What is the difference between someone who fails and someone who succeeds?
Or really; What is the difference between someone who settles for a loss and someone who strives to make things better - even though both start out in the same hopeless situation?
Does one individual possess faith where the other does not?
Why can some people see beyond the immediate problem to the distant answer?
IMO - Racism doesn't hold segments of society back - a lack of faith does.
I live in an area that is 49% Black and 49% white - but racism is still cited as the cause of most of the town's social ills.
For generations, undereducated workers could make $130k yr at any of the many local refineries.
Our city government is run equally by Blacks and whites in all of the positions of real power.
Our school board is mostly Black and the superintendent makes $435k yr in a city of 113.000 people.
The city has two "Black" high schools and one white high school.
More money is spent per student at the Black high schools.

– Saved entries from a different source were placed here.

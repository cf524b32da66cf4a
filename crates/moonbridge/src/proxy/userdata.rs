//! Opaque engine values.

use super::ProxyRef;
use crate::error::Result;
use std::fmt;

/// Handle on an engine value the host cannot look into: full or light
/// userdata, LuaJIT cdata, or an error object.
#[derive(Clone, PartialEq, Eq)]
pub struct UserData(pub(crate) ProxyRef);

impl UserData {
    /// Returns the engine's `type()` of the value.
    pub fn type_name(&self) -> Result<String> {
        self.0.with(|cx, value| Ok(cx.internals.type_of.call::<String>(value)?))
    }

    /// Id of the runtime that owns this value.
    #[must_use]
    pub fn runtime_id(&self) -> u64 {
        self.0.runtime_id()
    }
}

impl fmt::Debug for UserData {
    fn fmt(&self, f: &mut fmt::Formatter<'_>) -> fmt::Result {
        write!(f, "UserData({:?})", self.0)
    }
}
//! Process-wide mutable state shared by the orchestration and command loops
//!
//! Everything lives in one [`BotState`] behind a `std::sync::Mutex`. Every
//! read-modify-write is a single closure passed to [`SharedState::with`]; the
//! lock is never held across an `.await`. Mutations of the risk profile and
//! of the pardon table are persisted before the lock is released.

use std::collections::{BTreeSet, HashMap, HashSet};
use std::sync::{Mutex, PoisonError};
use tracing::error;

use crate::mood::MoodIndex;
use crate::persistence::{EntryContext, PardonStore, SettingsStore};
use crate::risk::{Ledger, RiskProfile};
use crate::selector::Universe;
use crate::types::{MarketSnapshot, Symbol, Trend};

/// Latest view of the market, refreshed by the orchestration loop
#[derive(Debug, Clone, Default)]
pub struct MarketView {
    pub universe: Universe,
    pub trend: Trend,
    pub mood: MoodIndex,
    /// Snapshots from the last completed scan, scalp first
    pub heatmap: Vec<MarketSnapshot>,
    /// Last universe / mood refresh in milliseconds
    pub last_refresh: Option<i64>,
}

#[derive(Debug, Clone)]
pub struct BotState {
    pub profile: RiskProfile,
    pub ledger: Ledger,
    pub market: MarketView,
    /// Realised P&L over the trailing 24h
    pub daily_pnl: f64,
    /// Symbols with a non-zero exchange position
    pub active: BTreeSet<Symbol>,
    /// Entries made by this process (symbol -> entry time)
    pub entry_times: HashMap<Symbol, i64>,
    /// Closed-trade order ids already reconciled, limited to the latest
    /// closed-trade page
    pub processed: HashSet<String>,
    /// Entry context awaiting its exit row in the journal
    pub entries: HashMap<Symbol, EntryContext>,
}

impl BotState {
    pub fn new(profile: RiskProfile, ledger: Ledger) -> Self {
        Self {
            profile,
            ledger,
            market: MarketView::default(),
            daily_pnl: 0.0,
            active: BTreeSet::new(),
            entry_times: HashMap::new(),
            processed: HashSet::new(),
            entries: HashMap::new(),
        }
    }

    /// Reason an instrument cannot be entered right now
    pub fn entry_block(&self, symbol: &Symbol, now: i64) -> Option<&'static str> {
        if self.active.contains(symbol) {
            Some("open")
        } else if self.ledger.is_blocked(symbol, now) {
            Some("blacklisted")
        } else if self.ledger.in_cooldown(symbol, now) {
            Some("cooldown")
        } else if self.active.len() >= self.profile.max_open_positions {
            Some("position cap")
        } else {
            None
        }
    }

    /// Active symbol matching an operator fragment
    pub fn find_active(&self, fragment: &str) -> Option<Symbol> {
        self.active
            .iter()
            .find(|s| s.matches_fragment(fragment))
            .cloned()
    }
}

pub struct SharedState {
    inner: Mutex<BotState>,
    settings: Option<SettingsStore>,
    pardons: Option<PardonStore>,
}

impl SharedState {
    pub fn new(state: BotState, settings: SettingsStore, pardons: PardonStore) -> Self {
        Self {
            inner: Mutex::new(state),
            settings: Some(settings),
            pardons: Some(pardons),
        }
    }

    /// State that is never written to disk
    pub fn in_memory(state: BotState) -> Self {
        Self {
            inner: Mutex::new(state),
            settings: None,
            pardons: None,
        }
    }

    /// Run `f` under the lock
    pub fn with<R>(&self, f: impl FnOnce(&mut BotState) -> R) -> R {
        let mut guard = self.inner.lock().unwrap_or_else(PoisonError::into_inner);
        f(&mut guard)
    }

    /// Run `f` under the lock, then persist the risk profile
    pub fn with_profile_persisted<R>(&self, f: impl FnOnce(&mut BotState) -> R) -> R {
        let mut guard = self.inner.lock().unwrap_or_else(PoisonError::into_inner);
        let out = f(&mut guard);
        self.persist_profile(&guard.profile);
        out
    }

    /// Like [`Self::with_profile_persisted`], but only writes when `f` reports a change
    pub fn with_profile_persisted_if<R>(&self, f: impl FnOnce(&mut BotState) -> (R, bool)) -> R {
        let mut guard = self.inner.lock().unwrap_or_else(PoisonError::into_inner);
        let (out, changed) = f(&mut guard);
        if changed {
            self.persist_profile(&guard.profile);
        }
        out
    }

    /// Run `f` under the lock, then persist the pardon table
    pub fn with_pardons_persisted<R>(&self, f: impl FnOnce(&mut BotState) -> R) -> R {
        let mut guard = self.inner.lock().unwrap_or_else(PoisonError::into_inner);
        let out = f(&mut guard);
        self.persist_pardons(&guard.ledger);
        out
    }

    /// Like [`Self::with_pardons_persisted`], but only writes when `f` reports a change
    pub fn with_pardons_persisted_if<R>(&self, f: impl FnOnce(&mut BotState) -> (R, bool)) -> R {
        let mut guard = self.inner.lock().unwrap_or_else(PoisonError::into_inner);
        let (out, changed) = f(&mut guard);
        if changed {
            self.persist_pardons(&guard.ledger);
        }
        out
    }

    pub fn profile(&self) -> RiskProfile {
        self.with(|s| s.profile.clone())
    }

    fn persist_pardons(&self, ledger: &Ledger) {
        if let Some(store) = &self.pardons {
            if let Err(e) = store.save(ledger.pardons()) {
                error!(error = %e, "Failed to persist pardons");
            }
        }
    }

    fn persist_profile(&self, profile: &RiskProfile) {
        if let Some(store) = &self.settings {
            if let Err(e) = store.save(profile) {
                error!(error = %e, "Failed to persist settings");
            }
        }
    }
}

The housing is priced at one of the lowest rates in the country and the cost of living is embarrassing low.
Yet still - most Black families only enjoy one generation (if at all) of living outside of one of the many crime infested areas.
Even when the resources are available and visible power can be seen to be equally shared - one's race is often cited as the reason someone gets fired from their job, doesn't go on to college, or when one fails to better their life.
What I'm asking is - Are the people so used to being members of the lower class that they accept being lower class as their default position in life?
Do they see "lower class" as being the primary aspect of retaining their Blackness?
The most often stated reason for me doing 'aight and them suffering is that I must be smart.
But I'm not smart - I just passed the teats.
My father worked at an ad agency after his stint in the Air Force.
He died when I was a little over one year old but my mother kept his art studio fairly intact.
Some of my earliest memories are of me drawing with the tools of his trade.
But the thing is - I'm no artist.
I wouldn't draw things as I saw them in life - instead I would draw things the way my father had. (I would copy his studies of eyes, mouths, hands, etc. that I had found in one of his old sketch books.)
But since one of the first I.Q. tests given to a child is the Draw A Man test, I was deemed to be one of the smart kids.
I had one of those mothers who believed in passive parenting.
No, not that she was passive and failed to discipline us.
In fact, I think whooping us was one of the few joys in her life.
My mother wasn't one of those active parents who would check homework and make sure that the lessons were learned.
But do to the forced assimilation of her tribe as a child, my mother was a huge fan of: the proper conjugation of verbs, using proper tense, anything on PBS, and kids using proper etiquette.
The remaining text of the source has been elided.